Без сомнения, события, не дающие мне покоя, порой служившие мне бесценным жизненным уроком, и о которых я, размышляя вместе с вами, хотела бы написать, вам известны, поскольку всем нам выпало стать их свидетелями и современниками. Мы – дети дней прошедших, настоящих и будущих. Пусть мы всего лишь малые песчинки, затерявшиеся в великой и богатой истории, сотворенной нашими отцами и предками, но внутреннее понимание ее величия, чувства, испытываемые при этом нашими сердцами, вера в бессмертие нашей истории, являются достаточным основанием чтобы осознавать себя неотделимой ее частью.
Чем яснее я осознаю, что человеческая жизнь – лишь вспышка промелькнувшей кометы в бескрайнем небе вечности, тем больше погружаюсь в океан размышлений, которые сводятся в сути своей к вопросу: кто я, для чего пришла в этот мир, какова была изначально моя миссия, и что я успела сделать? Где, какое оно – мое место в жизни взрастившей меня Родины, народа, наполняющих смыслом и любовью море нашего бытия, украшая его бескрайние берега, заботливо воспитавших и оберегавших меня? Что я дала взамен? Мои стремления, направленные на то, чтобы узнать больше, стать достойным членом этого общества, понимание в длительном и весьма нелегком процессе познания того факта, сколь скудны еще мои знания, вновь и вновь убеждают и утверждают меня в мысли о том, как же много я еще должна сделать, чтобы выполнить свой священный долг перед Родиной и моим народом.
Говоря о днях обозримых и отдаленных, я имею ввиду тот отрезок времени, когда мы с вами появились на свет, среду, в которой мы воспитывались, говорю об этом с глубочайшим сожалением, ибо тоталитарное общество сформировало нас таким образом, что очевидно белое мы сознательно называли черным, а ясность и глубина наших с вами мыслей вязла в болоте абсурда социалистической системы, созданной большевиками. Размышляя о тех временах, сравнивая каждое мгновение, дни, месяцы и годы минувшей эпохи с беспримерной атмосферой свободы, напоёнными яркими красками, наполненными верой мгновениями нашей независимости, давшей нам чувство гордости, мы ясно ощущаем бездонную пропасть между этими диаметрально противоположными периодами в нашей истории. Наверняка, можете возразить, «а стоит ли так утрировать?». Это скорее оценка нашей природной скромности, смиренности и тактичности. Нет, я не думаю, что утрирую и преувеличиваю. Напротив, мне становится непомерно грустно от того, что за прожитое время я была лишена возможности через познание многих тайн жизни и бытия обогатить свой внутренний мир и наполненный ожиданиями взор. Окрыленная независимостью, бесконечно благодарная судьбе, распахнувшей предо мной и призывающей войти в священные врата сокровищницы, хранящей пронизанные верой и многоголосьем чувств воспоминания наших предков. В воспоминаниях этих как никогда нуждаются мое жаждущее сердце и ищущий озарения взор.

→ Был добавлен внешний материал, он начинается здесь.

//! Field-by-field MessagePack encoding.
//!
//! Wire values are written as a flat sequence of MessagePack scalars with no
//! enclosing array or map marker. The vocabulary of this protocol is small
//! and closed, so every type implements the traits by hand; this keeps the
//! encoded overhead of a frame tight (see [`crate::wire::FRAME_OVERHEAD`]).

use std::io::{Read, Write};
use thiserror::Error;

#[derive(Debug, Clone, PartialEq, Eq, Error)]
pub enum ProtoError {
    /// Underlying errors are not `Clone`, so the message is kept as a string.
    #[error("encode error: {0}")]
    Encode(String),
    #[error("decode error: {0}")]
    Decode(String),
}

pub trait WireEncode {
    fn encode_to<W: Write>(&self, writer: &mut W) -> Result<(), ProtoError>;
}

pub trait WireDecode: Sized {
    fn decode_from<R: Read>(reader: &mut R) -> Result<Self, ProtoError>;
}

/// Encodes a value into a fresh buffer.
pub fn encode<T: WireEncode>(value: &T) -> Result<Vec<u8>, ProtoError> {
    let mut buf = Vec::new();
    value.encode_to(&mut buf)?;
    Ok(buf)
}

/// Decodes a value from a buffer, rejecting trailing garbage.
pub fn decode<T: WireDecode>(bytes: &[u8]) -> Result<T, ProtoError> {
    let mut reader = bytes;
    let value = T::decode_from(&mut reader)?;
    if !reader.is_empty() {
        return Err(ProtoError::Decode(format!(
            "{} trailing bytes after value",
            reader.len()
        )));
    }
    Ok(value)
}

impl WireEncode for u64 {
    fn encode_to<W: Write>(&self, writer: &mut W) -> Result<(), ProtoError> {
        rmp::encode::write_uint(writer, *self)
            .map(|_| ())
            .map_err(|e| ProtoError::Encode(e.to_string()))
    }
}

impl WireDecode for u64 {
    fn decode_from<R: Read>(reader: &mut R) -> Result<Self, ProtoError> {
        rmp::decode::read_int(reader).map_err(|e| ProtoError::Decode(e.to_string()))
    }
}

impl WireEncode for u32 {
    fn encode_to<W: Write>(&self, writer: &mut W) -> Result<(), ProtoError> {
        (*self as u64).encode_to(writer)
    }
}

impl WireDecode for u32 {
    fn decode_from<R: Read>(reader: &mut R) -> Result<Self, ProtoError> {
        rmp::decode::read_int(reader).map_err(|e| ProtoError::Decode(e.to_string()))
    }
}

impl WireEncode for u8 {
    fn encode_to<W: Write>(&self, writer: &mut W) -> Result<(), ProtoError> {
        (*self as u64).encode_to(writer)
    }
}

impl WireDecode for u8 {
    fn decode_from<R: Read>(reader: &mut R) -> Result<Self, ProtoError> {
        rmp::decode::read_int(reader).map_err(|e| ProtoError::Decode(e.to_string()))
    }
}

impl WireEncode for i64 {
    fn encode_to<W: Write>(&self, writer: &mut W) -> Result<(), ProtoError> {
        rmp::encode::write_sint(writer, *self)
            .map(|_| ())
            .map_err(|e| ProtoError::Encode(e.to_string()))
    }
}

impl WireDecode for i64 {
    fn decode_from<R: Read>(reader: &mut R) -> Result<Self, ProtoError> {
        rmp::decode::read_int(reader).map_err(|e| ProtoError::Decode(e.to_string()))
    }
}

impl WireEncode for bool {
    fn encode_to<W: Write>(&self, writer: &mut W) -> Result<(), ProtoError> {
        rmp::encode::write_bool(writer, *self).map_err(|e| ProtoError::Encode(e.to_string()))
    }
}

impl WireDecode for bool {
    fn decode_from<R: Read>(reader: &mut R) -> Result<Self, ProtoError> {
        rmp::decode::read_bool(reader).map_err(|e| ProtoError::Decode(e.to_string()))
    }
}

impl WireEncode for [u8] {
    fn encode_to<W: Write>(&self, writer: &mut W) -> Result<(), ProtoError> {
        rmp::encode::write_bin(writer, self)
            .map(|_| ())
            .map_err(|e| ProtoError::Encode(e.to_string()))
    }
}

impl WireEncode for Vec<u8> {
    fn encode_to<W: Write>(&self, writer: &mut W) -> Result<(), ProtoError> {
        self.as_slice().encode_to(writer)
    }
}

impl WireDecode for Vec<u8> {
    fn decode_from<R: Read>(reader: &mut R) -> Result<Self, ProtoError> {
        let len = rmp::decode::read_bin_len(reader)
            .map_err(|e| ProtoError::Decode(e.to_string()))?;
        let mut buf = vec![0u8; len as usize];
        reader
            .read_exact(&mut buf)
            .map_err(|e| ProtoError::Decode(e.to_string()))?;
        Ok(buf)
    }
}

impl WireEncode for str {
    fn encode_to<W: Write>(&self, writer: &mut W) -> Result<(), ProtoError> {
        rmp::encode::write_str(writer, self).map_err(|e| ProtoError::Encode(e.to_string()))
    }
}

impl WireEncode for String {
    fn encode_to<W: Write>(&self, writer: &mut W) -> Result<(), ProtoError> {
        self.as_str().encode_to(writer)
    }
}

impl WireDecode for String {
    fn decode_from<R: Read>(reader: &mut R) -> Result<Self, ProtoError> {
        let len = rmp::decode::read_str_len(reader)
            .map_err(|e| ProtoError::Decode(e.to_string()))?;
        let mut buf = vec![0u8; len as usize];
        reader
            .read_exact(&mut buf)
            .map_err(|e| ProtoError::Decode(e.to_string()))?;
        String::from_utf8(buf).map_err(|e| ProtoError::Decode(e.to_string()))
    }
}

Мои размышления о днях обозримых и далеких навевают раздумья, проникнутые пасмурным осадком, вспоминаю свое наивное мировосприятие, простые книжки, учебники географии, астрономии и много других, в которых незатейливо и поверхностно были изложены основы жизни на земле, из которых требовалось заучивать простые правила, и с полученными пятерками и этими закостеневшими понятиями мы входили во взрослую жизнь…
Веря, что кроме меня о тех днях задумываются многие мои современники, полагаю уместным воскресить в памяти некоторые отрезки нашей тогдашней жизни.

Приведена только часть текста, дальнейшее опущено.